Era la sonrisa de una mujer de edad, hastía de años y de zozobras, cansada y agotada de ver pasar el tiempo sentada en una silla de ruedas que no abandonaba desde hacía más de 25 años.
Su enfermedad la relegó a tener que vivir “de prestado”, siempre pendiente de que alguien le ayudara a subir una acera, a pasar por encima de una escalera, a meterla en un coche o a recoger las bolsas de la compra. Pero, poco a poco, a base de una constancia y un ejemplo de paciencia, se había ido haciendo con los mandos de la silla y con los trucos para intentar ser un poco más independiente.
Habían dicho que iban a hacer la ciudad más accesible, que iban a quitar barreras y a romper los moldes de los que podían caminar. Habían dicho, incluso un alcalde se lo había prometido a la cara, que no tendría que depender más de nadie y que ella solita sería capaz de ir a ver a sus nietos, de recogerlos en sus rodillas y de ayudarles a hacer los deberes.
Habían dicho tantas cosas, y desde tantos años ya, que le era imposible creerles. Era ya demasiado mayor para creer en los cuentos de hadas. A medida que iba pasando el tiempo, las promesas eran las mismas y los resultados los mismos. Alguna mejora en la rebaja de un peldaño, alguna señal acústica más alta que otra, algún aparcamiento de más en un parking público… Pero, poco más.
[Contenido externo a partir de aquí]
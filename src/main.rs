//! geostream gateway binary
//!
//! Run with: cargo run -- [OPTIONS]
//!
//! Examples:
//!   cargo run                                              # simulated events on 0.0.0.0:5000
//!   cargo run -- --bind 127.0.0.1:5001                     # custom bind address
//!   cargo run -- --producer live --feed-addr 10.0.0.5:7000 # forward a live feed
//!
//! Talk to it with netcat:
//!   nc localhost 5000
//!   {"type":"submit_bounds","sw":{"lat":36.8,"lng":-122.75},"ne":{"lat":37.8,"lng":-121.75}}

use std::net::SocketAddr;
use std::process::ExitCode;
use std::time::Duration;

use clap::{Parser, ValueEnum};
use tracing_subscriber::EnvFilter;

use geostream::broker::BrokerConfig;
use geostream::producer::{LiveConfig, ProducerKind, SimulatedConfig};
use geostream::session::SessionConfig;
use geostream::{BoundingBox, GeoServer, ServerConfig};

#[derive(Debug, Clone, Copy, PartialEq, Eq, ValueEnum)]
enum ProducerChoice {
    Simulated,
    Live,
}

#[derive(Debug, Parser)]
#[command(name = "geostream", version, about = "Geofenced event streaming gateway")]
struct Args {
    /// Address to listen on
    #[arg(long, env = "GEOSTREAM_BIND", default_value = "0.0.0.0:5000")]
    bind: SocketAddr,

    /// Event source for every session
    #[arg(long, env = "GEOSTREAM_PRODUCER", value_enum, default_value = "simulated")]
    producer: ProducerChoice,

    /// host:port of the live feed
    #[arg(long, env = "GEOSTREAM_FEED_ADDR", required_if_eq("producer", "live"))]
    feed_addr: Option<String>,

    /// Name of the direct exchange
    #[arg(long, env = "GEOSTREAM_EXCHANGE", default_value = "events_exchange")]
    exchange: String,

    /// Initial box as sw_lng,sw_lat,ne_lng,ne_lat
    #[arg(
        long,
        env = "GEOSTREAM_DEFAULT_BOX",
        value_parser = parse_box,
        allow_hyphen_values = true,
        default_value = "-74,40,-73,41"
    )]
    default_box: BoundingBox,

    /// Maximum concurrent connections (0 = unlimited)
    #[arg(long, env = "GEOSTREAM_MAX_CONNECTIONS", default_value_t = 0)]
    max_connections: usize,

    /// Pause after an empty queue poll, in milliseconds
    #[arg(long, default_value_t = 500)]
    poll_backoff_ms: u64,

    /// Base pause between simulated events, in seconds
    #[arg(long, default_value_t = 10)]
    interval_secs: u64,

    /// Maximum extra random pause between simulated events, in seconds
    #[arg(long, default_value_t = 3)]
    jitter_secs: u64,

    /// Messages held per queue before the oldest is dropped
    #[arg(long, default_value_t = 1024)]
    queue_capacity: usize,
}

fn parse_box(value: &str) -> Result<BoundingBox, String> {
    let parts = value
        .split(',')
        .map(|p| p.trim().parse::<f64>())
        .collect::<Result<Vec<_>, _>>()
        .map_err(|e| e.to_string())?;

    match parts.as_slice() {
        [sw_lng, sw_lat, ne_lng, ne_lat] => {
            BoundingBox::new(*sw_lng, *sw_lat, *ne_lng, *ne_lat).map_err(|e| e.to_string())
        }
        _ => Err("expected four comma-separated numbers".to_string()),
    }
}

impl Args {
    fn producer_kind(&self) -> ProducerKind {
        match (self.producer, &self.feed_addr) {
            (ProducerChoice::Live, Some(addr)) => ProducerKind::Live(LiveConfig::new(addr)),
            _ => ProducerKind::Simulated(
                SimulatedConfig::default()
                    .base_interval(Duration::from_secs(self.interval_secs))
                    .max_jitter(Duration::from_secs(self.jitter_secs)),
            ),
        }
    }

    fn into_config(self) -> ServerConfig {
        let session = SessionConfig::default()
            .exchange(self.exchange.clone())
            .default_box(self.default_box)
            .poll_backoff(Duration::from_millis(self.poll_backoff_ms))
            .producer(self.producer_kind());

        ServerConfig::default()
            .bind(self.bind)
            .max_connections(self.max_connections)
            .broker(BrokerConfig::default().queue_capacity(self.queue_capacity))
            .session(session)
    }
}

#[tokio::main]
async fn main() -> ExitCode {
    tracing_subscriber::fmt()
        .with_env_filter(
            EnvFilter::try_from_default_env().unwrap_or_else(|_| EnvFilter::new("geostream=info")),
        )
        .init();

    let config = Args::parse().into_config();

    let server = match GeoServer::new(config) {
        Ok(server) => server,
        Err(e) => {
            tracing::error!(error = %e, "Startup failed");
            return ExitCode::FAILURE;
        }
    };

    let shutdown = async {
        if let Err(e) = tokio::signal::ctrl_c().await {
            tracing::error!(error = %e, "Failed to listen for shutdown signal");
            std::future::pending::<()>().await;
        }
    };

    match server.run_until(shutdown).await {
        Ok(()) => ExitCode::SUCCESS,
        Err(e) => {
            tracing::error!(error = %e, addr = %server.bind_addr(), "Server failed");
            ExitCode::FAILURE
        }
    }
}

#[cfg(test)]
mod tests {
    use super::*;

    #[test]
    fn test_parse_box() {
        let bbox = parse_box("-74, 40, -73, 41").unwrap();
        assert_eq!(bbox, BoundingBox::new(-74.0, 40.0, -73.0, 41.0).unwrap());

        assert!(parse_box("-74,40,-73").is_err());
        assert!(parse_box("a,b,c,d").is_err());
        assert!(parse_box("-73,40,-74,41").is_err());
    }

    #[test]
    fn test_live_requires_feed_addr() {
        assert!(Args::try_parse_from(["geostream", "--producer", "live"]).is_err());

        let args = Args::try_parse_from([
            "geostream",
            "--producer",
            "live",
            "--feed-addr",
            "127.0.0.1:7000",
        ])
        .unwrap();
        assert!(matches!(args.producer_kind(), ProducerKind::Live(_)));
    }
}
//! Client session
//!
//! One session per connected client. It owns an exclusive queue bound to
//! its routing key for its whole life, one producer for its current box, and
//! one consumer loop forwarding queued events to the delivery boundary.
//!
//! A location change replaces only the producer; the queue and binding stay.

use std::sync::Arc;
use std::time::Duration;

use tokio::task::JoinHandle;
use tokio_util::sync::CancellationToken;

use crate::broker::{BrokerPublisher, ExclusiveQueue, QueueId, RoutingBroker, RoutingKey};
use crate::delivery::{ClientEvent, Delivery};
use crate::geo::{BoundingBox, GeoEvent, LatLng};
use crate::producer::EventProducer;
use crate::stats::RouterStats;

use super::config::SessionConfig;
use super::error::SessionError;
use super::id::SessionId;
use super::state::{SessionPhase, SessionState};

/// New location for a session
#[derive(Debug, Clone, Copy, PartialEq)]
pub enum LocationUpdate {
    /// Explicit corner pair
    Bounds(BoundingBox),
    /// Square of half-width 0.5° around a point
    Center(LatLng),
}

impl LocationUpdate {
    /// Resolve to a concrete box
    pub fn resolve(&self) -> Result<BoundingBox, SessionError> {
        match self {
            LocationUpdate::Bounds(bbox) => Ok(*bbox),
            LocationUpdate::Center(center) => Ok(BoundingBox::around(*center)?),
        }
    }
}

/// Consumer loop handle
#[derive(Debug)]
struct Consumer {
    cancel: CancellationToken,
    handle: JoinHandle<()>,
}

/// A client's routing key, producer and consumer loop
pub struct ClientSession {
    id: SessionId,
    routing_key: RoutingKey,
    state: SessionState,
    queue_id: Option<QueueId>,
    producer: Option<EventProducer>,
    consumer: Option<Consumer>,
    broker: Arc<RoutingBroker>,
    delivery: Arc<dyn Delivery>,
    config: Arc<SessionConfig>,
}

impl ClientSession {
    /// Create a session in the `Created` phase
    pub fn new(
        id: SessionId,
        bbox: BoundingBox,
        broker: Arc<RoutingBroker>,
        delivery: Arc<dyn Delivery>,
        config: Arc<SessionConfig>,
    ) -> Self {
        let routing_key = id.routing_key();
        Self {
            id,
            routing_key,
            state: SessionState::new(bbox),
            queue_id: None,
            producer: None,
            consumer: None,
            broker,
            delivery,
            config,
        }
    }

    /// Session id
    pub fn id(&self) -> &SessionId {
        &self.id
    }

    /// Routing key, fixed for the session's life
    pub fn routing_key(&self) -> &RoutingKey {
        &self.routing_key
    }

    /// Current phase
    pub fn phase(&self) -> SessionPhase {
        self.state.phase
    }

    /// Box the current producer serves
    pub fn current_box(&self) -> BoundingBox {
        self.state.bbox
    }

    /// Exclusive queue id, once started
    pub fn queue_id(&self) -> Option<QueueId> {
        self.queue_id
    }

    /// Completed location updates
    pub fn location_updates(&self) -> u64 {
        self.state.location_updates
    }

    /// Whether the current producer task is alive
    pub fn is_producer_running(&self) -> bool {
        self.producer.as_ref().is_some_and(EventProducer::is_running)
    }

    /// Bind the queue, start the producer and the consumer loop
    ///
    /// Must be called from within a tokio runtime.
    pub fn start(&mut self) -> Result<(), SessionError> {
        if self.state.phase != SessionPhase::Created {
            return Err(SessionError::InvalidPhase {
                expected: SessionPhase::Created,
                actual: self.state.phase,
            });
        }

        // Queue is reclaimed on early return when the guard drops
        let queue = self.broker.create_exclusive_queue();
        self.broker
            .bind_queue(&self.config.exchange, queue.id(), &self.routing_key)?;
        self.queue_id = Some(queue.id());

        self.producer = Some(self.start_producer(self.state.bbox));
        self.consumer = Some(self.spawn_consumer(queue));
        self.state.start_streaming();
        self.broker.stats().session_started();

        tracing::info!(
            session_id = %self.id,
            bbox = %self.state.bbox,
            producer = self.config.producer.name(),
            "Session started"
        );
        Ok(())
    }

    /// Replace the producer with one for a new box
    ///
    /// The new box is resolved before anything is stopped, so an invalid
    /// update leaves the current producer running. Returns false when the
    /// session is not streaming.
    pub fn update_location(&mut self, update: LocationUpdate) -> Result<bool, SessionError> {
        let bbox = update.resolve()?;

        if !self.state.begin_update() {
            tracing::debug!(
                session_id = %self.id,
                phase = ?self.state.phase,
                "Location update ignored"
            );
            return Ok(false);
        }

        if let Some(old) = self.producer.take() {
            old.stop();
        }
        self.producer = Some(self.start_producer(bbox));
        self.state.finish_update(bbox);

        tracing::info!(session_id = %self.id, bbox = %bbox, "Session location updated");
        Ok(true)
    }

    /// Stop the producer and signal the consumer loop to exit
    ///
    /// The queue is reclaimed once the consumer loop has exited. Returns
    /// false if the session was already closed.
    pub fn close(&mut self) -> bool {
        let Some(previous) = self.state.close() else {
            return false;
        };

        if let Some(producer) = self.producer.take() {
            producer.stop();
        }
        if let Some(consumer) = &self.consumer {
            consumer.cancel.cancel();
        }

        if previous != SessionPhase::Created {
            self.broker.stats().session_closed();
        }

        tracing::info!(
            session_id = %self.id,
            location_updates = self.state.location_updates,
            "Session closed"
        );
        true
    }

    /// Close and wait for the consumer loop to exit
    ///
    /// When this returns, the session's queue no longer exists.
    pub async fn shutdown(mut self) {
        self.close();
        if let Some(consumer) = self.consumer.take() {
            if let Err(e) = consumer.handle.await {
                tracing::warn!(session_id = %self.id, error = %e, "Consumer task failed");
            }
        }
    }

    fn start_producer(&self, bbox: BoundingBox) -> EventProducer {
        let publisher = BrokerPublisher::new(
            Arc::clone(&self.broker),
            &self.config.exchange,
            self.routing_key.clone(),
        );
        EventProducer::start(&self.config.producer, bbox, publisher)
    }

    fn spawn_consumer(&self, queue: ExclusiveQueue) -> Consumer {
        let cancel = CancellationToken::new();
        let handle = tokio::spawn(consume_loop(
            queue,
            self.id.clone(),
            Arc::clone(&self.delivery),
            Arc::clone(self.broker.stats()),
            self.config.poll_backoff,
            cancel.clone(),
        ));
        Consumer { cancel, handle }
    }
}

impl Drop for ClientSession {
    fn drop(&mut self) {
        self.close();
    }
}

impl std::fmt::Debug for ClientSession {
    fn fmt(&self, f: &mut std::fmt::Formatter<'_>) -> std::fmt::Result {
        f.debug_struct("ClientSession")
            .field("id", &self.id)
            .field("phase", &self.state.phase)
            .field("bbox", &self.state.bbox)
            .field("queue_id", &self.queue_id)
            .finish_non_exhaustive()
    }
}

/// Poll the session queue and push events until cancelled
///
/// Owns the queue guard: the queue is reclaimed when the loop returns.
async fn consume_loop(
    queue: ExclusiveQueue,
    session_id: SessionId,
    delivery: Arc<dyn Delivery>,
    stats: Arc<RouterStats>,
    backoff: Duration,
    cancel: CancellationToken,
) {
    tracing::debug!(session_id = %session_id, queue = %queue.id(), "Consumer started");

    while !cancel.is_cancelled() {
        match queue.poll() {
            Some(body) => {
                match GeoEvent::from_body(&body) {
                    Ok(event) => {
                        delivery.emit(&session_id, ClientEvent::NewEvent(event));
                        stats.record_delivered();
                    }
                    Err(e) => {
                        tracing::debug!(session_id = %session_id, error = %e, "Dropped undecodable message");
                    }
                }
                tokio::task::yield_now().await;
            }
            None => {
                tokio::select! {
                    _ = cancel.cancelled() => break,
                    _ = tokio::time::sleep(backoff) => {}
                }
            }
        }
    }

    tracing::debug!(session_id = %session_id, "Consumer stopped");
}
Por eso, cuando aquel joven de pantalón caído cogió su silla y le ayudo a subir hasta aquella iglesia que quería conocer, su sonrisa fue más grande cada vez. Yo pasaba por allí, sin haberme dado cuenta del problema. Solo vi la solución y solo vi su sonrisa, un apretón de manos y un “hasta luego” y un “gracias” que lo decía todo.
El joven colocó de nuevo sus auriculares en las orejas y siguió su camino. Ella, feliz, admiró el edificio neogótico que tenía delante, casi sin verlo, pensando y sintiendo que todavía, a pesar de las leyes y de los ayuntamientos, había gente que merecía la pena.
Angel Lorenzana Alonso
* En homenaje a todos aquellos discapacitados/as para los que el mundo sigue siendo mucho más difícil.